Among the minors with PTC, 21 had lateral LNM (33.3%). Logistic regression revealed that independent risk factors for lateral LNM were multifocality, tumour size, sex, and age. The area under the ROC curve for multifocality, tumour size, sex, and age was 0.62 (p = 0.049), 0.61 (p = 0.023), 0.66 (p = 0.003), and 0.58 (p = 0.013), respectively. Compared to a single risk factor, the combined predictors had a significantly higher area under the ROC curve (0.842), with a sensitivity and specificity of 71.4% and 81.0%, respectively (cutoff value = 0.524). Decision curve analysis showed that the prediction model was clinically useful, with threshold probabilities between 2% and 99%.

Conclusions

The independent risk factors for lateral LNM in paediatric PTC patients were multifocality and tumour size on US imaging, as well as sex and age. Our model outperformed US imaging and clinical features alone in predicting the status of lateral LNM.

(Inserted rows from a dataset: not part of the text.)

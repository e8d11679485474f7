use std::{env, thread, time::Duration};

use embedded_graphics::{
    mono_font::{ascii::FONT_10X20, MonoTextStyle},
    pixelcolor::Gray8,
    prelude::*,
    primitives::{Circle, PrimitiveStyle},
    text::Text,
};
use epd_distiller::{
    frame::load_frame_dir,
    linux::{open_cdev, open_sysfs, Board},
    prelude::*,
};

// Shows a picture in 4 gray, the same picture dithered in 1-bit, a drawn
// screen and optionally an animation, then clears the panel.
//
// usage: distiller_linux <picture> [frame directory]
// SPI has to be enabled, the sysfs backend usually needs root.

fn main() -> Result<()> {
    let mut args = env::args().skip(1);
    let picture = args.next().unwrap_or_else(|| "picture.png".into());
    let frame_dir = args.next();

    let config = Config::default();
    let settings = SpiSettings::default();
    match Board::detect()? {
        Board::RaspberryPi => run(open_sysfs(&settings, &config)?, &config, &picture, frame_dir),
        Board::Rockchip => run(open_cdev(&settings, &config)?, &config, &picture, frame_dir),
    }
}

fn run<D>(epd: D, config: &Config, picture: &str, frame_dir: Option<String>) -> Result<()>
where
    D: RefreshController + Send + 'static,
{
    let mut epd = SharedDisplay::new(epd, config);

    let mut frame = GreyscaleFrame::filled(WIDTH, HEIGHT, 0xFF);
    frame.paste_centered(&GreyscaleFrame::open(picture)?);

    println!("4 gray");
    epd.update(&frame, DisplayMode::FourGray)?;
    thread::sleep(Duration::from_secs(3));

    println!("1-bit dithered");
    epd.update(&frame, DisplayMode::OneBit { dither: true })?;
    thread::sleep(Duration::from_secs(3));

    println!("drawing");
    let mut canvas = Canvas::default();
    let style = MonoTextStyle::new(&FONT_10X20, Gray8::BLACK);
    let _ = Text::new("Distiller", Point::new(60, 100), style).draw(&mut canvas);
    let _ = Circle::new(Point::new(70, 180), 100)
        .into_styled(PrimitiveStyle::with_stroke(Gray8::BLACK, 4))
        .draw(&mut canvas);
    let drawing = canvas.into_frame();
    epd.update(&drawing, DisplayMode::OneBit { dither: false })?;

    if let Some(dir) = frame_dir {
        println!("animation from {}", dir);
        epd.start_animation(drawing, load_frame_dir(dir)?);
        thread::sleep(Duration::from_secs(5));
        epd.stop_animation();
    }

    println!("reflush");
    epd.reflush()?;

    println!("clear and power off");
    epd.clear(true)
}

Although thyroid nodules are relatively rare in children and adolescents, the incidence of malignancy within these nodules is higher than that recorded in adults [1]. Compared to adults with papillary thyroid cancer (PTC), paediatric patients exhibit significant clinicopathological differences, such as higher rates of lymph node involvement, extrathyroidal extension, and pulmonary metastasis [2, 3]. Moreover, even in the paediatric PTC cohort with clinically negative lymph nodes, the prevalence of central lateral lymph node metastases (LNM) reaches as high as 75% [4].

LMN is one of the most important risk factors associated with the recurrence rate in minors with PTC [5,6,7]. Historically, treatment strategies for paediatric patients have been based on guidelines for adults. The American Thyroid Association guidelines recommend [8] therapeutic lateral lymph node dissection (LND) only for patients classified as cN1b. For patients with cN0 or cN1a, preventive lateral LND is typically not recommended. In other words, only paediatric patients suspected of having lateral LNM based on preoperative ultrasound (US) examination or intraoperative lymph node exploration receive treatment with lateral LND. However, accurately assessing lateral LNM is crucial for determining patient prognosis and determining the appropriate extent of lymph node dissection. Therefore, developing a non-invasive and efficient method for preoperatively predicting lateral LNM is of great significance.

Studies investigating the potential predictive value of US features in PTC have shown that the presence of US features indicative of malignancy is associated with more advanced disease stage, extrathyroidal extension, and an increased risk of lymph node metastasis recurrence in PTC tumours > 1 cm [9, 10]. A study by Park et al. indicated that an increased number of suspicious US features is associated with lateral lymph node metastasis in patients with PTC [11]. However, previous studies on risk factors for lateral LNM have primarily focused on adult patients, with limited literature addressing the risk factors specifically relevant to the paediatric population. Therefore, we aimed to develop a prediction model using US features and clinical characteristics to predict the presence of lateral LNM in minors with PTC.

Patients

This multicentre, retrospective study was conducted from January 2014 to June 2023 in three different hospitals: the Sixth Affiliated Hospital of Sun Yat-sen University, the First People’s Hospital of Foshan, and Guangzhou Panyu Central Hospital. The research protocol was approved by the Ethics Committee of the three institutions. Informed consent for participation was exempted by the ethics committee. The study included a total of 63 children and adolescents (defined as individuals ≤ 21 years of age [12,13,14]); 15, 35, and 13 participants were enrolled from the Sixth Affiliated Hospital of Sun Yat-sen University, First People’s Hospital of Foshan, and Guangzhou Panyu Central Hospital, respectively. All the patients were diagnosed with PTC via pathological examination through fine-needle aspiration or surgery. Each patient underwent a near-total or total thyroidectomy with central LND. Collected data included demographics, preoperative physical examinations, US tumour features, and postoperative pathological outcomes.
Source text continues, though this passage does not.